## [What the task asks]
Return only those lines of the records below in which "NewCenter" appears.

## [Data to use]

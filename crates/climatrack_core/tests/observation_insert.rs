use chrono::Local;
use climatrack_core::db::open_db_in_memory;
use climatrack_core::{
    ClimateService, Measurements, NewCenter, NewObservation, NewOperator, RepoError,
};
use rusqlite::Connection;

struct Fixture {
    conn: Connection,
    center_id: i64,
    poi_id: i64,
    reference_id: i64,
}

fn setup() -> Fixture {
    let conn = open_db_in_memory().unwrap();
    let (center_id, poi_id, reference_id) = {
        let service = ClimateService::new(&conn);
        let operator = service
            .register(&NewOperator {
                first_name: "Ada".to_string(),
                last_name: "Rossi".to_string(),
                national_id: "RSSMRA85T10A562S".to_string(),
                email: "ada@example.com".to_string(),
                login_id: "ada".to_string(),
                credential: "secret".to_string(),
            })
            .unwrap();
        let center = service
            .create_center(&NewCenter {
                operator_id: operator.id,
                name: "Centro Nord".to_string(),
                address: "Via Roma 1".to_string(),
                postal_code: "21100".to_string(),
                city: "Varese".to_string(),
                province: "VA".to_string(),
            })
            .unwrap();
        let poi = service
            .create_point_of_interest(operator.id, "Ghiacciaio Forni", "Lombardia", 46.397, 10.588)
            .unwrap();
        conn.execute(
            "INSERT INTO reference_points (city_name, state, country, latitude, longitude)
             VALUES ('Milano', 'Lombardia', 'Italia', 45.464, 9.190);",
            [],
        )
        .unwrap();
        let reference_id = conn.last_insert_rowid();
        (center.id, poi.id, reference_id)
    };
    Fixture {
        conn,
        center_id,
        poi_id,
        reference_id,
    }
}

fn measurements() -> Measurements {
    Measurements {
        wind: 10,
        humidity: 60,
        pressure: 1013,
        temperature: 4,
        precipitation: 0,
        altitude: 2600,
        glacier_mass: 900,
    }
}

fn request(fixture: &Fixture) -> NewObservation {
    NewObservation {
        center_id: fixture.center_id,
        point_of_interest_id: Some(fixture.poi_id),
        reference_point_id: None,
        observed_on: Local::now().date_naive(),
        measurements: measurements(),
        note: None,
    }
}

#[test]
fn accepts_todays_date_and_boundary_temperature() {
    let fixture = setup();
    let service = ClimateService::new(&fixture.conn);

    let mut req = request(&fixture);
    req.measurements.temperature = -273;

    let observation = service.insert_observation(&req).unwrap();
    assert!(observation.id > 0);
    assert_eq!(observation.measurements.temperature, -273);
}

#[test]
fn rejects_temperature_below_absolute_zero() {
    let fixture = setup();
    let service = ClimateService::new(&fixture.conn);

    let mut req = request(&fixture);
    req.measurements.temperature = -300;

    let err = service.insert_observation(&req).unwrap_err();
    assert!(matches!(err, RepoError::InvalidArgument(_)));
    assert_eq!(observation_count(&fixture.conn), 0);
}

#[test]
fn rejects_date_one_day_in_the_future() {
    let fixture = setup();
    let service = ClimateService::new(&fixture.conn);

    let mut req = request(&fixture);
    req.observed_on = Local::now().date_naive().succ_opt().unwrap();

    let err = service.insert_observation(&req).unwrap_err();
    assert!(matches!(err, RepoError::InvalidArgument(_)));
    assert_eq!(observation_count(&fixture.conn), 0);
}

#[test]
fn rejects_out_of_range_humidity() {
    let fixture = setup();
    let service = ClimateService::new(&fixture.conn);

    let mut req = request(&fixture);
    req.measurements.humidity = 101;
    assert!(matches!(
        service.insert_observation(&req).unwrap_err(),
        RepoError::InvalidArgument(_)
    ));

    req.measurements.humidity = -1;
    assert!(matches!(
        service.insert_observation(&req).unwrap_err(),
        RepoError::InvalidArgument(_)
    ));
}

#[test]
fn rejects_unknown_center() {
    let fixture = setup();
    let service = ClimateService::new(&fixture.conn);

    let mut req = request(&fixture);
    req.center_id = 999;

    let err = service.insert_observation(&req).unwrap_err();
    assert!(matches!(
        err,
        RepoError::NotFound {
            entity: "monitoring center",
            id: 999
        }
    ));
    assert_eq!(observation_count(&fixture.conn), 0);
}

#[test]
fn rejects_unknown_point_of_interest_without_partial_write() {
    let fixture = setup();
    let service = ClimateService::new(&fixture.conn);

    let mut req = request(&fixture);
    req.point_of_interest_id = Some(999);

    let err = service.insert_observation(&req).unwrap_err();
    assert!(matches!(
        err,
        RepoError::NotFound {
            entity: "point of interest",
            id: 999
        }
    ));
    assert_eq!(observation_count(&fixture.conn), 0);
}

#[test]
fn rejects_unknown_reference_point() {
    let fixture = setup();
    let service = ClimateService::new(&fixture.conn);

    let mut req = request(&fixture);
    req.point_of_interest_id = None;
    req.reference_point_id = Some(999);

    let err = service.insert_observation(&req).unwrap_err();
    assert!(matches!(
        err,
        RepoError::NotFound {
            entity: "reference point",
            id: 999
        }
    ));
}

#[test]
fn rejects_observation_targeting_both_point_kinds() {
    let fixture = setup();
    let service = ClimateService::new(&fixture.conn);

    let mut req = request(&fixture);
    req.reference_point_id = Some(fixture.reference_id);

    assert!(matches!(
        service.insert_observation(&req).unwrap_err(),
        RepoError::InvalidArgument(_)
    ));
}

#[test]
fn center_scoped_observation_needs_no_point_id() {
    let fixture = setup();
    let service = ClimateService::new(&fixture.conn);

    let mut req = request(&fixture);
    req.point_of_interest_id = None;

    let observation = service.insert_observation(&req).unwrap();
    assert_eq!(observation.point_of_interest_id, None);
    assert_eq!(observation.reference_point_id, None);
    assert_eq!(observation.center_id, fixture.center_id);
    assert_eq!(observation_count(&fixture.conn), 1);
}

#[test]
fn reference_point_observation_roundtrips() {
    let fixture = setup();
    let service = ClimateService::new(&fixture.conn);

    let mut req = request(&fixture);
    req.point_of_interest_id = None;
    req.reference_point_id = Some(fixture.reference_id);
    req.note = Some("clear sky".to_string());

    let observation = service.insert_observation(&req).unwrap();
    assert_eq!(observation.reference_point_id, Some(fixture.reference_id));
    assert_eq!(observation.note.as_deref(), Some("clear sky"));
}

fn observation_count(conn: &Connection) -> i64 {
    conn.query_row("SELECT COUNT(*) FROM observations;", [], |row| row.get(0))
        .unwrap()
}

## [Completed exercise]
    ClimateService, Measurements, NewCenter, NewObservation, NewOperator, RepoError,
            .create_center(&NewCenter {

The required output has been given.